The three-year study started at Bupa’s Berwick and Greensborough homes and will extend to an additional eight Bupa homes and involve 500 participants from 38 other aged care homes across Australia.
An additional 1000 participants will be recruited from five countries in Europe.
University of Melbourne Head of Music Therapy Felicity Baker said the project has been funded by a $1 million grant from the National Health and Medical Research Council (NHMRC).
“Those involved in the Music Interventions for Depression and Dementia in the Elderly (MIDDEL) study will receive group music therapy, recreational choir singing, a combination of both group and choir therapy or their usual in-home care,” Professor Baker said.
Music is connected to memories, which is how the residents are able to sing along to the lyrics and, in some cases, start moving when music begins.
“The power of this type of therapy is carefully selected music that can stimulate a recall of memories associated with happy times, known as the reminiscence bump."
“These memories might include a first love, a wedding, a graduation or any key milestones from their life. Music can really help promote a sense of identity, a sense of self-esteem.”
Participants in the study will have varying degrees of dementia and Bupa Head of Dementia Services Margaret Ryan said she hopes the findings will be positive for residents, their carers and their families.
From even just a small sample we see residents who have been reclusive are being more social – they are listening to the same music at the same time, watching each other and having fun together which can only be a good thing.
“Residents can request songs or styles of music.

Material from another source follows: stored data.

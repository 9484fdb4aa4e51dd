//! Validation utilities for Web API DTOs.

use axum::{
    async_trait,
    extract::{rejection::JsonRejection, FromRequest, Request},
    Json,
};
use serde::de::DeserializeOwned;
use validator::Validate;

use crate::web::error::ApiError;

/// A JSON extractor that validates the request body.
///
/// This extractor deserializes the request body as JSON and then validates it
/// using the `validator` crate. Malformed JSON and failed validation both
/// answer with a 400 envelope.
///
/// # Example
///
/// ```ignore
/// use whisperbox::web::dto::ValidatedJson;
///
/// async fn sign_up(
///     ValidatedJson(payload): ValidatedJson<SignUpRequest>,
/// ) -> Result<Json<ApiResponse<()>>, ApiError> {
///     // payload is already validated
///     // ...
/// }
/// ```
pub struct ValidatedJson<T>(pub T);

#[async_trait]
impl<S, T> FromRequest<S> for ValidatedJson<T>
where
    S: Send + Sync,
    T: DeserializeOwned + Validate,
    Json<T>: FromRequest<S, Rejection = JsonRejection>,
{
    type Rejection = ApiError;

    async fn from_request(req: Request, state: &S) -> Result<Self, Self::Rejection> {
        // First, extract the JSON body
        let Json(value) = Json::<T>::from_request(req, state)
            .await
            .map_err(|e| ApiError::bad_request(format!("Invalid JSON: {}", e)))?;

        // Then, validate the deserialized value
        value.validate().map_err(ApiError::from_validation_errors)?;

        Ok(ValidatedJson(value))
    }
}

// ============================================================================
// Custom Validators
// ============================================================================

/// Validate that a username contains only letters, digits, and underscores.
pub fn username_charset(value: &str) -> Result<(), validator::ValidationError> {
    if !value.chars().all(|c| c.is_ascii_alphanumeric() || c == '_') {
        return Err(validator::ValidationError::new("username_charset")
            .with_message("Username may only contain letters, digits, and underscores".into()));
    }
    Ok(())
}

/// Validate that a verification code is made of ASCII digits only.
pub fn digits_only(value: &str) -> Result<(), validator::ValidationError> {
    if !value.chars().all(|c| c.is_ascii_digit()) {
        return Err(validator::ValidationError::new("digits_only")
            .with_message("Code must contain only digits".into()));
    }
    Ok(())
}
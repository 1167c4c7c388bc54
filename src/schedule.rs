//! Room operating windows.

use chrono::{Datelike, NaiveDateTime, Timelike};
use tracing::warn;

const NANOS_PER_MINUTE: u64 = 60 * 1_000_000_000;
const MINUTES_PER_DAY: u32 = 24 * 60;

/// Parsed operating days and hours of a room.
#[derive(Clone, Copy, Debug, Default, PartialEq, Eq)]
pub struct Schedule {
    /// Indexed by days from Sunday; `None` means every day.
    days: Option<[bool; 7]>,
    hours: Option<Hours>,
}

#[derive(Clone, Copy, Debug, PartialEq, Eq)]
struct Hours {
    open: u32,
    close: u32,
}

impl Schedule {
    /// Parses the stored operating days and hours.
    ///
    /// Empty days means every day, empty hours means always open. An hours
    /// value that does not parse as `HH:MM-HH:MM` is ignored.
    pub fn parse(days: &str, hours: &str) -> Self {
        let days = days.trim();
        let days = (!days.is_empty()).then(|| {
            let mut mask = [false; 7];
            for index in days.chars().filter_map(|ch| ch.to_digit(10)) {
                if let Some(slot) = mask.get_mut(index as usize) {
                    *slot = true;
                }
            }
            mask
        });

        let hours = hours.trim();
        let hours = if hours.is_empty() {
            None
        } else {
            let parsed = parse_hours(hours);
            if parsed.is_none() {
                warn!(operating_hours = hours, "ignoring malformed operating hours");
            }
            parsed
        };

        Self { days, hours }
    }

    /// Returns whether `local` falls inside the window.
    ///
    /// Both ends of the hour range are inclusive at minute precision. A close
    /// time earlier than the open time wraps past midnight; the day check
    /// always uses the day of `local`.
    pub fn contains(&self, local: NaiveDateTime) -> bool {
        if let Some(days) = self.days {
            let weekday = local.weekday().num_days_from_sunday() as usize;
            if !days[weekday] {
                return false;
            }
        }

        let Some(hours) = self.hours else {
            return true;
        };
        let time = local.time();
        let position = u64::from(time.num_seconds_from_midnight()) * 1_000_000_000
            + u64::from(time.nanosecond().min(999_999_999));
        let open = u64::from(hours.open) * NANOS_PER_MINUTE;
        let close = u64::from(hours.close) * NANOS_PER_MINUTE;

        if hours.open <= hours.close {
            open <= position && position <= close
        } else {
            position >= open || position <= close
        }
    }
}

fn parse_hours(value: &str) -> Option<Hours> {
    let (open, close) = value.split_once('-')?;
    Some(Hours {
        open: parse_clock(open)?,
        close: parse_clock(close)?,
    })
}

fn parse_clock(value: &str) -> Option<u32> {
    let (hour, minute) = value.trim().split_once(':')?;
    let hour: u32 = hour.trim().parse().ok()?;
    let minute: u32 = minute.trim().parse().ok()?;
    if hour > 24 || minute >= 60 {
        return None;
    }
    let total = hour * 60 + minute;
    (total <= MINUTES_PER_DAY).then_some(total)
}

Having a choice in music has ensured that the musical intervention therapy is centred on our residents’ immediate enjoyment, but will also result in flow on effect for their enjoyment of life generally in the care home by giving them a sense of comfort, inclusion and emotional wellbeing,” she said.
Trevor Heydon, whose mother Josie is participating at the Greensborough home, said he has already seen changes in her levels of interaction and happiness.
“I’ve sat in on some of the sessions and I can tell it has improved her mood. She is opening herself up and getting around more instead of just sitting in the room,” Mr Heydon said.
“She is singing along to songs from 30s, 40s and 60s. It works with my mother because she gets a bit of a laugh out of it and that has been a great thing to see,” he said.